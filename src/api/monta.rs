//! [Monta](https://docs.public-api.monta.com) charging cost client.

use std::time::Duration;

use async_trait::async_trait;
use bon::bon;
use chrono::{DateTime, SecondsFormat, Utc};
use reqwest::{Client, Url};
use serde::{Deserialize, Serialize};

use crate::{
    api::client,
    core::{provider::WholePriceProvider, window::PriceWindow},
    prelude::*,
    quantity::cost::Cost,
};

pub const DEFAULT_BASE_URL: &str = "https://public-api.monta.com/api/v1";

pub struct Api {
    client: Client,
    base_url: Url,
    client_id: String,
    client_secret: String,
}

#[bon]
impl Api {
    #[builder]
    pub fn new(
        base_url: Url,
        client_id: String,
        client_secret: String,
        #[builder(default = client::DEFAULT_TIMEOUT)] timeout: Duration,
    ) -> Result<Self> {
        if base_url.cannot_be_a_base() {
            return Err(Error::Configuration("the base URL cannot have path segments"));
        }
        Ok(Self { client: client::try_new(timeout)?, base_url, client_id, client_secret })
    }
}

impl Api {
    /// Sum up the costs of all charges within the window.
    ///
    /// Authenticates on every call, the token is never reused.
    #[instrument(skip_all, fields(from = %window.from, to = %window.to))]
    pub async fn get_total_price(&self, window: PriceWindow) -> Result<Cost> {
        let access_token = self.get_access_token().await?;
        let charges = self.get_charges(&access_token, window).await?;
        let total = charges.iter().map(|charge| charge.cost).sum();
        info!(n_charges = charges.len(), %total, "fetched");
        Ok(total)
    }

    #[instrument(skip_all)]
    async fn get_access_token(&self) -> Result<AccessToken> {
        debug!("authenticating…");
        let request =
            TokenRequest { client_id: &self.client_id, client_secret: &self.client_secret };
        let response =
            self.client.post(self.endpoint(&["auth", "token"])).json(&request).send().await?;
        let response: TokenResponse =
            client::read_json(client::ensure_success(response).await?).await?;
        Ok(response.access_token)
    }

    #[instrument(skip_all)]
    async fn get_charges(
        &self,
        access_token: &AccessToken,
        window: PriceWindow,
    ) -> Result<Vec<Charge>> {
        let mut url = self.endpoint(&["charges"]);
        url.query_pairs_mut()
            .append_pair("from", &format_timestamp(window.from))
            .append_pair("to", &format_timestamp(window.to));
        debug!(%url, "fetching…");
        let response = self.client.get(url).bearer_auth(&access_token.0).send().await?;
        let response: ChargesResponse =
            client::read_json(client::ensure_success(response).await?).await?;
        Ok(response.data)
    }

    fn endpoint(&self, segments: &[&str]) -> Url {
        let mut url = self.base_url.clone();
        // Checked in the constructor.
        if let Ok(mut path_segments) = url.path_segments_mut() {
            path_segments.pop_if_empty().extend(segments);
        }
        url
    }
}

#[async_trait]
impl WholePriceProvider for Api {
    async fn get_total_price(&self, window: PriceWindow) -> Result<Cost> {
        Self::get_total_price(self, window).await
    }
}

fn format_timestamp(timestamp: DateTime<Utc>) -> String {
    timestamp.to_rfc3339_opts(SecondsFormat::Secs, true)
}

#[derive(Serialize)]
#[serde(rename_all = "camelCase")]
struct TokenRequest<'a> {
    client_id: &'a str,
    client_secret: &'a str,
}

#[derive(Deserialize)]
#[serde(rename_all = "camelCase")]
struct TokenResponse {
    access_token: AccessToken,
}

#[derive(Deserialize)]
struct AccessToken(String);

#[derive(Deserialize)]
struct ChargesResponse {
    data: Vec<Charge>,
}

#[derive(Deserialize)]
struct Charge {
    cost: Cost,
}
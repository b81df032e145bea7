pub mod point;
pub mod provider;
pub mod window;

pub use self::{
    point::PricePoint,
    provider::{DynamicPriceProvider, WholePriceProvider},
    window::PriceWindow,
};
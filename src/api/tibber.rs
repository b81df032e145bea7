//! [Tibber](https://developer.tibber.com) GraphQL price client.

mod models;
mod reconcile;

use std::time::Duration;

use async_trait::async_trait;
use base64::{Engine, prelude::BASE64_STANDARD};
use bon::bon;
use chrono::{DateTime, SecondsFormat, TimeDelta, Utc};
use reqwest::{Client, Url};
use serde::{Deserialize, Serialize};
use uuid::Uuid;

pub use self::models::PriceLevel;
use self::{
    models::{Home, PriceInfo, Response},
    reconcile::reconcile,
};
use crate::{
    api::client,
    core::{point::PricePoint, provider::DynamicPriceProvider, window::PriceWindow},
    prelude::*,
};

pub const DEFAULT_BASE_URL: &str = "https://api.tibber.com/v1-beta/gql";

#[derive(
    Copy,
    Clone,
    Debug,
    Deserialize,
    Eq,
    Hash,
    PartialEq,
    derive_more::Display,
    derive_more::From,
    derive_more::FromStr,
)]
pub struct HomeId(pub Uuid);

pub struct Api {
    client: Client,
    base_url: Url,

    /// Home to fetch the prices for, the first one when unset.
    home_id: Option<HomeId>,
}

#[bon]
impl Api {
    #[builder]
    pub fn new(
        base_url: Url,
        home_id: Option<HomeId>,
        access_token: Option<String>,
        #[builder(default = client::DEFAULT_TIMEOUT)] timeout: Duration,
    ) -> Result<Self> {
        let client = match access_token {
            Some(access_token) => client::try_new_with_bearer(timeout, &access_token)?,
            None => client::try_new(timeout)?,
        };
        Ok(Self { client, base_url, home_id })
    }
}

impl Api {
    /// Fetch the hourly prices covering the window.
    ///
    /// Requests two extra hours: one before the window start and one for the hour in progress,
    /// which the range never contains.
    #[instrument(skip_all, fields(from = %window.from, to = %window.to))]
    pub async fn get_price_data(&self, window: PriceWindow) -> Result<Vec<PricePoint>> {
        let expected = window.hour_count() + 2;
        let request = Request::new(window.from - TimeDelta::hours(1), expected);
        info!(first = expected, "fetching…");
        let response = self.client.post(self.base_url.clone()).json(&request).send().await?;
        let homes = client::read_json::<Response>(client::ensure_success(response).await?)
            .await?
            .into_data()?
            .viewer
            .homes;
        let home = self.select_home(homes)?;
        let PriceInfo { range, current } =
            home.current_subscription.ok_or(Error::NoSubscription(home.id))?.price_info;
        info!(home_id = %home.id, n_nodes = range.nodes.len(), "fetched");
        reconcile(range.nodes, current, window, expected)
    }

    fn select_home(&self, homes: Vec<Home>) -> Result<Home> {
        match self.home_id {
            Some(home_id) => homes
                .into_iter()
                .find(|home| home.id == home_id)
                .ok_or(Error::HomeNotFound(home_id)),
            None => homes.into_iter().next().ok_or(Error::NoHomes),
        }
    }
}

#[async_trait]
impl DynamicPriceProvider for Api {
    async fn get_price_data(&self, window: PriceWindow) -> Result<Vec<PricePoint>> {
        Self::get_price_data(self, window).await
    }
}

#[derive(Serialize)]
#[serde(rename_all = "camelCase")]
struct Request {
    operation_name: &'static str,
    query: &'static str,
    variables: Variables,
}

impl Request {
    fn new(since: DateTime<Utc>, first: usize) -> Self {
        Self {
            operation_name: "PriceData",
            query: "query PriceData($after: String!, $first: Int!) { viewer { homes { id currentSubscription { priceInfo { range(resolution: HOURLY, first: $first, after: $after) { nodes { total startsAt } } current { total startsAt level } } } } } }",
            variables: Variables { after: cursor(since), first },
        }
    }
}

#[derive(Serialize)]
struct Variables {
    /// Range starts after this cursor.
    after: String,

    /// Number of hourly nodes.
    first: usize,
}

/// Pagination cursor pointing at the timestamp.
fn cursor(at: DateTime<Utc>) -> String {
    BASE64_STANDARD.encode(at.to_rfc3339_opts(SecondsFormat::Millis, false))
}
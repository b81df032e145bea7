#![allow(unused_imports)]

pub use tracing::{Level, debug, info, instrument, trace, warn};

pub use crate::error::{Error, Result};
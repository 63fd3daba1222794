//! Fixture document decoding.
//!
//! - [`FixtureFormat`] - Supported formats (JSON, YAML)
//! - [`FixtureParser`] - Decode fixture bytes, strings and files into tables

pub mod format;
pub mod parser;

pub use format::FixtureFormat;
pub use parser::FixtureParser;
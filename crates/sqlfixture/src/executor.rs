//! The statement executor seam.
//!
//! The engine never talks to a database directly. It hands SQL text and
//! positional parameters to an [`Executor`] and waits for the outcome.

use async_trait::async_trait;

use crate::error::ExecutorError;
use crate::model::Cell;

#[cfg(feature = "sqlx")]
pub mod drivers;

/// Runs statements against the target database.
///
/// Implementations must bind `params` to the placeholders in `sql` by
/// position. An executor is used exclusively by one population run at a
/// time; use one connection per concurrently populated fixture.
///
/// # Example
///
/// ```ignore
/// struct Logging;
///
/// #[async_trait]
/// impl Executor for Logging {
///     async fn execute(&mut self, sql: &str, params: &[Cell]) -> Result<u64, ExecutorError> {
///         println!("{} {:?}", sql, params);
///         Ok(0)
///     }
/// }
/// ```
#[async_trait]
pub trait Executor: Send {
	/// Executes one statement, returning the number of rows affected.
	async fn execute(&mut self, sql: &str, params: &[Cell]) -> Result<u64, ExecutorError>;
}

#[async_trait]
impl<E> Executor for &mut E
where
	E: Executor + ?Sized,
{
	async fn execute(&mut self, sql: &str, params: &[Cell]) -> Result<u64, ExecutorError> {
		(**self).execute(sql, params).await
	}
}

#[async_trait]
impl<E> Executor for Box<E>
where
	E: Executor + ?Sized,
{
	async fn execute(&mut self, sql: &str, params: &[Cell]) -> Result<u64, ExecutorError> {
		(**self).execute(sql, params).await
	}
}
--
> About this task
Say how many lines in the entries contain the string "params", and say nothing else.

> Answer to this exercise
8